AstraZeneca will pay $600m upfront, with up to $900m more tied to development, regulatory and sales milestones, plus tiered royalties reaching low double digits on global net sales. Dizal’s shares jumped 20% on the news, hitting their daily trading limit. The deal is expected to close in the second half of 2026 and won’t affect AstraZeneca’s 2026 guidance.

Dizal was founded in 2017 as a joint venture between AstraZeneca and a unit of China Investment Corporation. An AstraZeneca affiliate and a separate China-based investment fund each still hold a 23.4% stake, making them Dizal’s largest shareholders.

What the drug treats

Sunvozertinib is a once-daily EGFR inhibitor for adults with advanced non-small cell lung cancer (NSCLC) carrying exon 20 insertion mutations, approved as a second-line option after platinum chemotherapy.

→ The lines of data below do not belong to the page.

//! Turns raw discussion notes into [`ReviewComment`] records.

use crate::gitlab::{Discussion, MergeRequest, MergeRequestSource, Note, Position};

use super::comment::ReviewComment;
use super::context::CodeContextResolver;
use super::location::CodeLocation;

/// Normalizes notes of one run, sharing a [`CodeContextResolver`].
pub struct CommentNormalizer<'source, Source: ?Sized> {
    resolver: CodeContextResolver<'source, Source>,
}

impl<'source, Source> CommentNormalizer<'source, Source>
where
    Source: MergeRequestSource + ?Sized,
{
    /// Creates a normalizer reading code context through `source`.
    #[must_use]
    pub fn new(source: &'source Source) -> Self {
        Self {
            resolver: CodeContextResolver::new(source),
        }
    }

    /// Normalizes a single note.
    ///
    /// System notes yield `None`. Every other note yields a comment, with an
    /// empty snippet when no code context could be resolved.
    pub async fn normalize(
        &mut self,
        merge_request: &MergeRequest,
        discussion_id: &str,
        note: &Note,
    ) -> Option<ReviewComment> {
        if note.system {
            return None;
        }
        let position = note.position.as_ref();
        let code_snippet = self
            .resolver
            .snippet(position, merge_request)
            .await
            .unwrap_or_default();

        Some(ReviewComment {
            mr_title: merge_request.title.clone(),
            mr_id: merge_request.iid,
            author: note.author.clone(),
            created_at: note.created_at.clone(),
            code_snippet: code_snippet.trim().to_owned(),
            review_text: note.body.trim().to_owned(),
            location: CodeLocation::from_position(position),
            file_path: position
                .and_then(|pos| pos.file_path())
                .unwrap_or_default()
                .to_owned(),
            line_number: position.and_then(Position::line),
            discussion_id: discussion_id.to_owned(),
            note_id: note.id,
        })
    }

    /// Normalizes every note of a discussion in thread order.
    pub async fn normalize_discussion(
        &mut self,
        merge_request: &MergeRequest,
        discussion: &Discussion,
    ) -> Vec<ReviewComment> {
        let mut comments = Vec::with_capacity(discussion.notes.len());
        for note in &discussion.notes {
            if let Some(comment) = self.normalize(merge_request, &discussion.id, note).await {
                comments.push(comment);
            }
        }
        comments
    }

    /// Number of file requests issued for code context.
    #[must_use]
    pub const fn file_fetches(&self) -> usize {
        self.resolver.fetches()
    }
}

#[cfg(test)]
mod tests {
    use rstest::{fixture, rstest};

    use super::*;
    use crate::gitlab::MockMergeRequestSource;

    #[fixture]
    fn merge_request() -> MergeRequest {
        MergeRequest {
            iid: 12,
            title: "Harden session handling".to_owned(),
            sha: Some("head".to_owned()),
        }
    }

    fn note(id: u64, body: &str, position: Option<Position>) -> Note {
        Note {
            id,
            author: "Alice".to_owned(),
            body: body.to_owned(),
            created_at: "2024-03-01T10:15:30Z".to_owned(),
            system: false,
            position,
        }
    }

    #[rstest]
    #[tokio::test]
    async fn system_notes_are_dropped(merge_request: MergeRequest) {
        let source = MockMergeRequestSource::new();
        let mut normalizer = CommentNormalizer::new(&source);
        let system = Note {
            system: true,
            ..note(1, "added 1 commit", None)
        };

        assert_eq!(normalizer.normalize(&merge_request, "d1", &system).await, None);
        assert_eq!(normalizer.file_fetches(), 0);
    }

    #[rstest]
    #[tokio::test]
    async fn general_note_has_no_location_or_snippet(merge_request: MergeRequest) {
        let source = MockMergeRequestSource::new();
        let mut normalizer = CommentNormalizer::new(&source);

        let comment = normalizer
            .normalize(&merge_request, "d1", &note(4, "  Looks good overall \n", None))
            .await
            .expect("non-system note should produce a comment");

        assert_eq!(comment.location, CodeLocation::General);
        assert_eq!(comment.code_snippet, "");
        assert_eq!(comment.file_path, "");
        assert_eq!(comment.line_number, None);
        assert_eq!(comment.review_text, "Looks good overall");
        assert_eq!(comment.mr_title, "Harden session handling");
        assert_eq!(comment.mr_id, 12);
        assert_eq!(comment.note_id, 4);
    }

    #[rstest]
    #[tokio::test]
    async fn inline_note_keeps_comment_when_file_lookup_fails(merge_request: MergeRequest) {
        let mut source = MockMergeRequestSource::new();
        source.expect_raw_file().times(1).returning(|_, _| {
            Err(crate::gitlab::IntakeError::Network {
                message: "connection reset".to_owned(),
            })
        });
        let mut normalizer = CommentNormalizer::new(&source);
        let position = Position {
            new_path: Some("src/Session.java".to_owned()),
            new_line: Some(40),
            ..Position::default()
        };

        let comment = normalizer
            .normalize(&merge_request, "d2", &note(5, "Null check?", Some(position)))
            .await
            .expect("non-system note should produce a comment");

        assert_eq!(comment.code_snippet, "");
        assert_eq!(comment.location.key(), "src/Session.java:40");
        assert_eq!(comment.file_path, "src/Session.java");
        assert_eq!(comment.line_number, Some(40));
    }

    #[rstest]
    #[tokio::test]
    async fn discussion_keeps_thread_order_and_skips_system_notes(merge_request: MergeRequest) {
        let source = MockMergeRequestSource::new();
        let mut normalizer = CommentNormalizer::new(&source);
        let discussion = Discussion {
            id: "abc".to_owned(),
            notes: vec![
                note(1, "first", None),
                Note {
                    system: true,
                    ..note(2, "resolved all threads", None)
                },
                note(3, "reply", None),
            ],
        };

        let comments = normalizer
            .normalize_discussion(&merge_request, &discussion)
            .await;

        let ids: Vec<u64> = comments.iter().map(|comment| comment.note_id).collect();
        assert_eq!(ids, vec![1, 3]);
        assert!(comments.iter().all(|comment| comment.discussion_id == "abc"));
    }
}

Roughly one in four patients with EGFR-mutated NSCLC carries this or another atypical mutation, and these tumours tend to progress faster with a worse prognosis than more common EGFR mutations.

Trial data behind the deal

In the phase 3 WU-KONG28 trial, sunvozertinib given alone showed median progression-free survival of 10.3 months against 7.5 months for chemotherapy, in a study presented at ASCO 2026.

Dizal has since filed for expanded use as a first-line treatment in China and the US, with Breakthrough Therapy Designation secured. If cleared, it would be the first oral, chemo-free monotherapy for newly diagnosed patients with this mutation. The only current frontline option is J&J’s amivantamab, given intravenously alongside chemotherapy.

ArriVent Biopharma is chasing the same first-line indication with firmonertinib, licensed from China’s Allist, in its phase 3 FURVENT trial. Topline data is expected in mid-2026, meaning AZ’s results have beaten it to market.

Dave Fredrickson, Executive Vice-President, Oncology Business Unit, AstraZeneca, said the company was “eager to add [sunvozertinib] to our world-class portfolio”.

Part of a wider pattern

The deal follows AstraZeneca’s takeover of Sino Biopharmaceutical’s COPD drug last week, part of a broader trend of Western pharma turning to China for pipeline assets.